(Dataset items)
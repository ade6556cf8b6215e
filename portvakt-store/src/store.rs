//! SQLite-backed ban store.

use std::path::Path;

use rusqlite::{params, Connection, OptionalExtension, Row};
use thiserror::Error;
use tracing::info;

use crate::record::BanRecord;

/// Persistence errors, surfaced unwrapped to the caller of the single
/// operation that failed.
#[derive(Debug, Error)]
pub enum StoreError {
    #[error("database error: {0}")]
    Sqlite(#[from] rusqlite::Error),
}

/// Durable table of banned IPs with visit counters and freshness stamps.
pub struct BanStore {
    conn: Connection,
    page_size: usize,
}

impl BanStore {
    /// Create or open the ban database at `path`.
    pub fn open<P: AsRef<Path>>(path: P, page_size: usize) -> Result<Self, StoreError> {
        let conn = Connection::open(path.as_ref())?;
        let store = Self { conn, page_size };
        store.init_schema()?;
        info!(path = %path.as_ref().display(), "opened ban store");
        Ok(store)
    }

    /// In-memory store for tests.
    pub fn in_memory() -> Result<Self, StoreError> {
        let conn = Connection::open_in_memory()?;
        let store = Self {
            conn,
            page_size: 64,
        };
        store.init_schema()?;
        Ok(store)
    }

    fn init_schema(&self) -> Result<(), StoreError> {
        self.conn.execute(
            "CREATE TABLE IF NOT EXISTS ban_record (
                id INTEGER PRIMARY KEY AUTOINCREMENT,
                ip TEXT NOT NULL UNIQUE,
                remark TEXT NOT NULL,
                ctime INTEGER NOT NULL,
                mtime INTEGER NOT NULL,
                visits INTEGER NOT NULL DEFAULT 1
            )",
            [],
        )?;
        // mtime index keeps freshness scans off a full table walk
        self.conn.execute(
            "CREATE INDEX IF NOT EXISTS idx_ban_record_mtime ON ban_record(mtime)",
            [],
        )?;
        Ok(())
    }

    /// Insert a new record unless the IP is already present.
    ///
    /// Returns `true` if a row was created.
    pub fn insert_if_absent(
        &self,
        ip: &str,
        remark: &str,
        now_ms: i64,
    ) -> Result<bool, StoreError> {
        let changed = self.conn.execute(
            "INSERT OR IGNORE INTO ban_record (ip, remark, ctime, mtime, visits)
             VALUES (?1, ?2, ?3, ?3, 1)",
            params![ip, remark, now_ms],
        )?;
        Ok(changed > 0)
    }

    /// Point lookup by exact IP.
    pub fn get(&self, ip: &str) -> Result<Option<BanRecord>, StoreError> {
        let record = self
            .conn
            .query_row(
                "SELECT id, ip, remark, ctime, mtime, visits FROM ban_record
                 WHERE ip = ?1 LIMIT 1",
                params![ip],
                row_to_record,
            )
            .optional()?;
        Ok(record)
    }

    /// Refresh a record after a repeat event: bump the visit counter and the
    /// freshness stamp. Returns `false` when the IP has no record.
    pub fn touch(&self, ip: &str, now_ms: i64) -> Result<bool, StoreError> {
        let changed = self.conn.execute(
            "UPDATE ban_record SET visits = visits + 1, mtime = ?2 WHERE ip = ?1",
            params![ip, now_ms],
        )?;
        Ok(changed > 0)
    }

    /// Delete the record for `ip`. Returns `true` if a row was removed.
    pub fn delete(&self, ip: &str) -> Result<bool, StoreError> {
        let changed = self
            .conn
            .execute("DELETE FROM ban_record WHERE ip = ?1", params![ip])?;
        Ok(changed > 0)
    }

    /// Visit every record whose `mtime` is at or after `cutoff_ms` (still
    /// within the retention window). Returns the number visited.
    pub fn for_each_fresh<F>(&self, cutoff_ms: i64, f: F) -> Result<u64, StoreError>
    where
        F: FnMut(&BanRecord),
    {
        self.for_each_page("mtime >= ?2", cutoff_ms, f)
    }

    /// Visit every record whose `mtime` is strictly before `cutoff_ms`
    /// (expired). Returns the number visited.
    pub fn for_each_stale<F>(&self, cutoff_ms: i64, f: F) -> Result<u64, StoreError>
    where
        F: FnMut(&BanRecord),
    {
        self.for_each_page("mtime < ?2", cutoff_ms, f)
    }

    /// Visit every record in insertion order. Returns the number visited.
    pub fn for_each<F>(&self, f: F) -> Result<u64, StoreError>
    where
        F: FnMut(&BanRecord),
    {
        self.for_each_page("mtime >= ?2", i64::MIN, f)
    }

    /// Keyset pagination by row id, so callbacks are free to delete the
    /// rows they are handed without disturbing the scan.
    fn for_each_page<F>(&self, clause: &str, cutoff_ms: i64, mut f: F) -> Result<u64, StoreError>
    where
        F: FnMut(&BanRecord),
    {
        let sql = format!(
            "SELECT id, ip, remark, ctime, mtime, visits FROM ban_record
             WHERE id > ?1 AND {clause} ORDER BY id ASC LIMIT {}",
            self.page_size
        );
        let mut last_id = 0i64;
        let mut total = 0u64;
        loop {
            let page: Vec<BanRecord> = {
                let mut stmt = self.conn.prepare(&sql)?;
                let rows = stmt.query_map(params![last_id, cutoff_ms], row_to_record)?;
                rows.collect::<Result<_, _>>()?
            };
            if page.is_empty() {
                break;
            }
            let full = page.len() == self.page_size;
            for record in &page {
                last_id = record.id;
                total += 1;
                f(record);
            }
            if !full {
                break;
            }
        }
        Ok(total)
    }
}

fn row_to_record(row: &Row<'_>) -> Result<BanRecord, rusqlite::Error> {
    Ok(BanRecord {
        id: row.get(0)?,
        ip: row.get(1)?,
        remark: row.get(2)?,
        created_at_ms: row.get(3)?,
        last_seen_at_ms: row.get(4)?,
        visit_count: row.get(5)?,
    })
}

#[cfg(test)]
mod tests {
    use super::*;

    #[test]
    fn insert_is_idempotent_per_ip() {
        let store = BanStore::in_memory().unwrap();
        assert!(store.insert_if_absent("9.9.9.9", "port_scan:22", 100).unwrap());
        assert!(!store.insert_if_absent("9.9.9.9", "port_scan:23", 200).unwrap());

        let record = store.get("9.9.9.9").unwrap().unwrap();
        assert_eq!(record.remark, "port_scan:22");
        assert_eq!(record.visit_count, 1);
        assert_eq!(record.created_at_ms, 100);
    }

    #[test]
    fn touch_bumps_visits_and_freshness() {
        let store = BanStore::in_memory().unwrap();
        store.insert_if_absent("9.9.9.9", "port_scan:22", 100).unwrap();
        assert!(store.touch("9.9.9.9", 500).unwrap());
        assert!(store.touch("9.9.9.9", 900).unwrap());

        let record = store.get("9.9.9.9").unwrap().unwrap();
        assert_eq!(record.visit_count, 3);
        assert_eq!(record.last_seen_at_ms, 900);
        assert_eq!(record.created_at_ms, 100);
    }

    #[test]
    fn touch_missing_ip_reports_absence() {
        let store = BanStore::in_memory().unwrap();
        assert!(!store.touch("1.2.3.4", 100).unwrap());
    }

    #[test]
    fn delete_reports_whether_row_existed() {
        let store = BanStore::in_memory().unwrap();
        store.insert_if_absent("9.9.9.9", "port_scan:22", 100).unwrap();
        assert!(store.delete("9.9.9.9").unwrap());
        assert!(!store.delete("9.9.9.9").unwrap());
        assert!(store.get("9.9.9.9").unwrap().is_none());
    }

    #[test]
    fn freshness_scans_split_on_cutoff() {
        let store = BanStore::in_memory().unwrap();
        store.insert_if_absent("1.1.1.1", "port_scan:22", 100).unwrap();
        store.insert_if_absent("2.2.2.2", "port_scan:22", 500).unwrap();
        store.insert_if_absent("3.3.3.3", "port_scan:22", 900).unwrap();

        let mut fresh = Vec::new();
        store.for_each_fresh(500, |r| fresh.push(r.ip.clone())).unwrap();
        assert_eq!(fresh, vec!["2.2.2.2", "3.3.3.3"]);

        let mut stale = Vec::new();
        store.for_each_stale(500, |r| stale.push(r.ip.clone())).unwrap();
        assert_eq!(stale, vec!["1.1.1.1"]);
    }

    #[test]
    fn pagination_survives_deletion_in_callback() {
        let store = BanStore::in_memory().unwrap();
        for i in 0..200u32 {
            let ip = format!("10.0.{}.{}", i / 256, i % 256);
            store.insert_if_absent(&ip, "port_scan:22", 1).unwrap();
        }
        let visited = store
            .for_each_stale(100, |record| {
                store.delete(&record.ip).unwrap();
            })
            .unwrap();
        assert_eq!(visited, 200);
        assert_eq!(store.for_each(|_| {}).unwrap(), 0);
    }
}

_Instructions for the task_.
After reading the records above, say how many lines hold the string "visited", using only a number.

_The completed task_.
5